С неохотой взлетев, вороны расселись на ближайших ветвях. Недовольно склонив набок головы, поглядывали на спугнувшего их человека.

На миг мальчишке показалось, что вот-вот они нападут на него самого — налетят разом, превратят в бьющий черными крылами ком, вырвут глаза и щеки, раскроят крепкими клювами голову… Юрка огляделся. Размахнулся изо всех сих и хватил палкой по стволу ближайшей березы. Птицы хлопнули крыльями, взвились над поляной, раздраженно загалдели.
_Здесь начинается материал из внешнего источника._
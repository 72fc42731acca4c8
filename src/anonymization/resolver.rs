//! Precedence resolution between overlapping candidates

use crate::anonymization::models::CandidateSpan;
use std::cmp::Reverse;
use std::collections::BTreeMap;

/// Greedy interval selection by rank.
///
/// Candidates are visited by (priority, start, longer first, rule name); a
/// candidate is accepted only when it intersects no accepted range. The
/// outcome does not depend on the order candidates were proposed in.
#[derive(Debug, Default, Clone, Copy)]
pub struct PrecedenceResolver;

impl PrecedenceResolver {
    pub fn new() -> Self {
        Self
    }

    /// Accepted spans in document order
    pub fn resolve(&self, candidates: Vec<CandidateSpan>) -> Vec<CandidateSpan> {
        self.resolve_with_reserved(candidates, &[])
    }

    /// Like [`resolve`](Self::resolve), treating `reserved` ranges as already taken
    pub fn resolve_with_reserved(
        &self,
        mut candidates: Vec<CandidateSpan>,
        reserved: &[(usize, usize)],
    ) -> Vec<CandidateSpan> {
        candidates.retain(|c| !c.is_empty());
        candidates.sort_by(|a, b| {
            (a.priority, a.start, Reverse(a.len()), &a.rule)
                .cmp(&(b.priority, b.start, Reverse(b.len()), &b.rule))
        });

        // start -> end of every taken range
        let mut taken: BTreeMap<usize, usize> = BTreeMap::new();
        for &(start, end) in reserved {
            if end > start {
                let slot = taken.entry(start).or_insert(end);
                *slot = (*slot).max(end);
            }
        }

        let mut accepted = Vec::new();
        for candidate in candidates {
            if overlaps(&taken, candidate.start, candidate.end) {
                continue;
            }
            taken.insert(candidate.start, candidate.end);
            accepted.push(candidate);
        }

        accepted.sort_by_key(|c| c.start);
        accepted
    }
}

fn overlaps(taken: &BTreeMap<usize, usize>, start: usize, end: usize) -> bool {
    // reserved ranges may nest, so the nearest preceding range is not enough
    taken
        .range(..end)
        .rev()
        .any(|(&s, &e)| s < end && start < e)
}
Две или три из них ринулись было в сторону Юрки, но испугались нового взмаха палки. Рассевшись по верхушкам деревьев, принялись громко кричать, перескакивая по ветвям.

Покойники в монашеских одеяниях от толчков птичьих лап раскачивались и крутились на своих веревках. Головы двоих были опущены на грудь, бородами мертвецы словно прикрывали стянувшую их горло удавку. Третий вывернул шею набок и смотрел черными ямами глазниц куда-то поверх монастырской стены. Расклеванные нос и язык топорщились лоскутами. Еще один монах, совсем молодой и безбородый, висел поодаль, на узловатой ветви. Глаза его вороны тоже успели выклевать. Птицы оборвали и губы — на покрытом инеем лице появилась страшная гримаса, будто казненный беззвучно хохотал.